In a recent decision involving another opt-out plaintiff, this court held that the district court erred by applying Michigan law rather than the law of the plaintiff’s home state. Sutherland v. DCC Litig. Facility, Inc. (In re Dow Corning Corp.), No. 13-1497, 2015 WL 716299, at *5 (6th Cir. Feb. 20, 2015) (holding that, when venue is transferred to a bankruptcy proceeding under 28 U.S.C. § 157(b)(5), the transferee court must apply the choice-of-law rules of the forum state to state-law tort claims). Sutherland does not control the outcome here because Gatza did not file suit in her state of residence, and her case was not transferred from the multidistrict litigation to the bankruptcy proceeding under § 157(b)(5).
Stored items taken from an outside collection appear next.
//! Validation rules of the registration form.
//!
//! Every check is a pure function over the current text of a field: it is
//! re-run on each change and never fails, it only answers yes or no.

use derive_more::Display;
use once_cell::sync::Lazy;
use regex::Regex;
use strum_macros::EnumIter;
use unicode_segmentation::UnicodeSegmentation;
use validator::ValidateEmail;

use crate::consts::{MIN_PASSWORD_LENGTH, MIN_USERNAME_LENGTH, PASSWORD_SPECIAL_CHARACTERS};
use crate::models::FormState;

// Letters, digits and underscore only. The empty string matches.
static USERNAME_REGEX: Lazy<Regex> = Lazy::new(|| {
    Regex::new(r"^[a-zA-Z0-9_]*$").expect("Failed to compile username regex")
});

/// Number of characters as a user would count them (extended grapheme
/// clusters): an accent, a flag or an emoji with its skin tone is one.
fn char_count(input: &str) -> usize {
    input.graphemes(true).count()
}

/// True if the username has at least 5 characters
pub fn is_username_length_valid(username: &str) -> bool {
    char_count(username) >= MIN_USERNAME_LENGTH
}

/// True if the username only contains ASCII letters, digits or underscores
pub fn is_username_format_valid(username: &str) -> bool {
    USERNAME_REGEX.is_match(username)
}

/// This function checks if the given password is strong enough:
/// at least 8 characters, with a lowercase letter, an uppercase letter,
/// a digit and one of `!@#$%^&*`
pub fn is_secure_password(password: &str) -> bool {
    char_count(password) >= MIN_PASSWORD_LENGTH
        && password.chars().any(|c| c.is_ascii_lowercase())
        && password.chars().any(|c| c.is_ascii_uppercase())
        && password.chars().any(|c| c.is_ascii_digit())
        && password
            .chars()
            .any(|c| PASSWORD_SPECIAL_CHARACTERS.contains(&c))
}

/// True if both passwords were typed and are identical
pub fn passwords_match(password: &str, confirmation: &str) -> bool {
    !password.is_empty() && password == confirmation
}

/// True if both passwords were typed but differ.
///
/// Not the negation of [`passwords_match`]: nothing is reported while one
/// of the two fields is still empty.
pub fn passwords_mismatch(password: &str, confirmation: &str) -> bool {
    !password.is_empty() && !confirmation.is_empty() && password != confirmation
}

/// Advisory check of the e-mail syntax, surrounding whitespace ignored
pub fn is_email_format_valid(email: &str) -> bool {
    let email = email.trim();
    !email.is_empty() && email.validate_email()
}

/// One rule the form enforces before submission
#[derive(Debug, Clone, Copy, PartialEq, Eq, Hash, EnumIter, Display)]
pub enum Rule {
    #[display("Min. of 5 characters.")]
    UsernameLength,
    #[display("Only alphabet, numbers or underscore.")]
    UsernameFormat,
    #[display("Strong Password")]
    PasswordStrength,
    #[display("Passwords match")]
    PasswordsMatch,
}

/// Flags derived from the current values of the form
#[derive(Debug, Clone, Copy, PartialEq, Eq)]
pub struct ValidationReport {
    pub username_length_valid: bool,
    pub username_format_valid: bool,
    pub password_strong: bool,
    pub passwords_match: bool,
}

impl Default for ValidationReport {
    /// Flags of an untouched form: an empty username is well-formed but too short
    fn default() -> Self {
        Self::evaluate(&FormState::default())
    }
}

impl ValidationReport {
    pub fn evaluate(state: &FormState) -> Self {
        Self {
            username_length_valid: is_username_length_valid(&state.username),
            username_format_valid: is_username_format_valid(&state.username),
            password_strong: is_secure_password(&state.password_entry),
            passwords_match: passwords_match(&state.password_entry, &state.password_reentry),
        }
    }

    pub fn passes(&self, rule: Rule) -> bool {
        match rule {
            Rule::UsernameLength => self.username_length_valid,
            Rule::UsernameFormat => self.username_format_valid,
            Rule::PasswordStrength => self.password_strong,
            Rule::PasswordsMatch => self.passwords_match,
        }
    }

    /// Rules currently broken, in display order
    pub fn failures(&self) -> Vec<Rule> {
        use strum::IntoEnumIterator;

        Rule::iter().filter(|rule| !self.passes(*rule)).collect()
    }

    pub fn is_valid(&self) -> bool {
        self.failures().is_empty()
    }
}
But as in Sutherland, the district court erred by applying Michigan law to Gatza’s claim. Both Michigan’s choice-of-law rules and “general equitable choice-of-law policies” favor application of Wisconsin law in this case. See In re Miller, 513 F. App’x 566, 572 (6th Cir. 2013) (noting that the circuits are split on whether federal courts exercising bankruptcy jurisdiction should apply federal choice-of-law rules or those of the forum state). Although Michigan courts will presumptively apply Michigan law in tort actions, the presumption is overcome when, as here, another “state has a significant interest and Michigan has only a minimal interest in the matter.” Hall v. Gen. Motors Corp., 582 N.W.2d 866, 868 (Mich. Ct. App. 1998) ; see Standard Fire Ins. Co. v. Ford Motor Co., 723 F.3d 690, 697-78 (6th Cir. 2013) (holding that, where plaintiff’s insured was a Tennessee resident who was injured in Tennessee, that state had a substantial interest in having its law applied). Application of federal choice-of-law rules, which in this case are supplied by the Restatement (Second) of Conflicts of Law, leads to the same result. See DaimlerChrysler Corp. Healthcare Benefits Plan v. Durden, 448 F.3d 918, 922 (6th Cir. 2006) .

Wisconsin has a three-year statute of limitations for personal injury claims. Wis. Stat. Ann. § 893.54. Wisconsin courts apply a discovery rule to determine when a claim accrues: the statute of limitations does not begin to run “until the plaintiff discovers, or in the exercise of reasonable diligence should have discovered, not only the fact of injury but also that the injury was probably caused by the defendant’s conduct or product.” Borello v. U.S. Oil Co., 388 N.W.2d 140, 146 (Wis. 1986) . For purposes of the discovery rule, “discovery does not occur until there is information available to the claimant of the nature of her injury, the cause of her injury, and the defendant’s part in that cause.” Id. at 147.

The district court, while appearing to state that Wisconsin law is consistent with Michigan law, applied Michigan’s former discovery rule in the alternative. The application of Wisconsin law is briefed to us only by defendants. Our review will be enhanced by district court consideration of Wisconsin law in the first instance. Accordingly, we vacate the district court’s grant of summary judgment for DCC and remand the case to the district court for the court to apply Wisconsin law with respect to the time-bar issue and conduct.